This is the time of year when everyone begins thinking of resolutions for the new year and reflecting on the resolutions we made way back when for 2012. Employer compliance with the Fair Labor Standards Act and state wage/hour laws continues to be at the forefront of most workplaces. So in the spirit of the holiday season and the upcoming new year, here are is our list of top five wage/hour resolutions for 2013. Enjoy!
• Check for state-based minimum wage changes. For example, on January 1, 2013, Florida’s minimum wage increases to $7.79; Arizona’s and Montana’s minimum wage increases to $7.80; and Ohio’s minimum wage increases to $7.85.
• Audit and update exemptions. Evaluate whether employees are appropriately classified, especially in departments that lend themselves to errors such as accounting, finance, IT, and human resources. Are exempt employees meeting the expectations for their jobs and do job duties match up with job descriptions?

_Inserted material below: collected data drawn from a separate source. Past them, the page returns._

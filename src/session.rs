//! Session context — explicit replacement for ambient globals
//!
//! The current language, content domain, and interaction settings live in
//! one value handed to the loader and controller at construction. A
//! session is created when a language is selected and reset when it
//! changes.

use serde::{Deserialize, Serialize};

/// Default hover debounce delay.
pub const DEFAULT_HOVER_DELAY_MS: u64 = 1000;
/// Default content domain articles and images are resolved against.
pub const DEFAULT_CONTENT_DOMAIN: &str = "wikipedia.org";

/// User-adjustable interaction settings, read at binding time.
#[derive(Debug, Clone, PartialEq, Eq, Serialize, Deserialize)]
pub struct Settings {
    /// Hover dwell time before a lookup fires.
    pub hover_delay_ms: u64,
    /// Whether a successful geocode also drops a map marker.
    pub markers_enabled: bool,
}

impl Default for Settings {
    fn default() -> Self {
        Self {
            hover_delay_ms: DEFAULT_HOVER_DELAY_MS,
            markers_enabled: true,
        }
    }
}

/// Per-language session state.
#[derive(Debug, Clone, PartialEq, Eq, Serialize, Deserialize)]
pub struct SessionContext {
    /// Active content language code, e.g. "en".
    pub language: String,
    /// Domain that relative article and image references resolve under.
    pub content_domain: String,
    pub settings: Settings,
}

impl SessionContext {
    pub fn new(language: impl Into<String>) -> Self {
        Self {
            language: language.into(),
            content_domain: DEFAULT_CONTENT_DOMAIN.to_string(),
            settings: Settings::default(),
        }
    }

    pub fn with_settings(mut self, settings: Settings) -> Self {
        self.settings = settings;
        self
    }

    pub fn with_content_domain(mut self, domain: impl Into<String>) -> Self {
        self.content_domain = domain.into();
        self
    }
}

• Monitor compliance with meal periods and break periods. Review a sampling of employee pay records to determine if employees are clocking in and out for meal periods. For workplaces with automatic meal breaks, evaluate whether employees are completely relieved of their job duties during meal periods. For example, employees should not be eating at their desks.

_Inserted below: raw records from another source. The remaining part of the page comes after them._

use crate::engine::{Run, Task};
use crate::options::ResolvedOptions;
use crate::render::{self, paint, Tint};
use crate::writer::Writer;
use anyhow::Result;

/// Lifecycle listener contract between a host engine and this crate. All
/// methods default to doing nothing so partial listeners stay cheap to
/// write. A whole build's lifecycle uses the same start/finish methods, with
/// the build's identity passed as the task.
///
/// Handlers run synchronously inside the engine's emission call and must
/// cope with any number of firings per task, in whatever order concurrent
/// tasks produce them.
pub trait Reporter: Send + Sync {
    fn task_starting(&self, _task: &Task, _run: &Run) -> Result<()> {
        Ok(())
    }

    fn task_finished(&self, _task: &Task, _run: &Run) -> Result<()> {
        Ok(())
    }

    fn task_error(&self, _error: &anyhow::Error, _task: Option<&Task>) -> Result<()> {
        Ok(())
    }
}

/// Renders one status line per lifecycle event and writes it immediately.
pub struct RuntimeReporter {
    options: ResolvedOptions,
    writer: Writer,
}

impl RuntimeReporter {
    pub fn new(options: ResolvedOptions) -> Self {
        let writer = Writer::new(options.stream.clone());
        RuntimeReporter { options, writer }
    }
}

impl Reporter for RuntimeReporter {
    fn task_starting(&self, task: &Task, run: &Run) -> Result<()> {
        self.writer.writeln(&[
            render::time(run.started_at, &self.options),
            paint(Tint::Start, "starting", self.options.colors),
            render::name(&task.name, &self.options),
        ])?;
        Ok(())
    }

    fn task_finished(&self, task: &Task, run: &Run) -> Result<()> {
        // A payload missing its end timestamp or duration still renders a
        // structurally complete line.
        let finished_at = run.finished_at.unwrap_or(run.started_at);
        let elapsed = run.duration.unwrap_or_default();
        self.writer.writeln(&[
            render::time(finished_at, &self.options),
            paint(Tint::Finish, "finished", self.options.colors),
            render::name(&task.name, &self.options),
            render::duration(elapsed, &self.options),
        ])?;
        Ok(())
    }

    fn task_error(&self, error: &anyhow::Error, task: Option<&Task>) -> Result<()> {
        let name = task.map(|task| task.name.as_str()).unwrap_or("");
        self.writer.writeln(&[
            paint(Tint::Fail, "ERROR", self.options.colors),
            render::name(name, &self.options),
            format!("{:#}", error),
        ])?;
        Ok(())
    }
}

• Review independent contractor and unpaid intern classifications. The start of a new calendar year and a new academic term is a great time to take a closer look at workers who have been classified as either independent contractors or unpaid interns. Do the relationships these workers have with the company comply with the Department of Labor’s test for unpaid interns and/or the applicable control tests for independent contractors. For those workers who are correctly classified, is the appropriate contract or written documentation in place to support the company’s position.
• Review record keeping policies. Monitor workplace record keeping. Are employee pay records being maintained for 3 years and/or the appropriate time period under applicable state wage laws? How are records maintained? If records are maintained electronically, is there a backup system in place?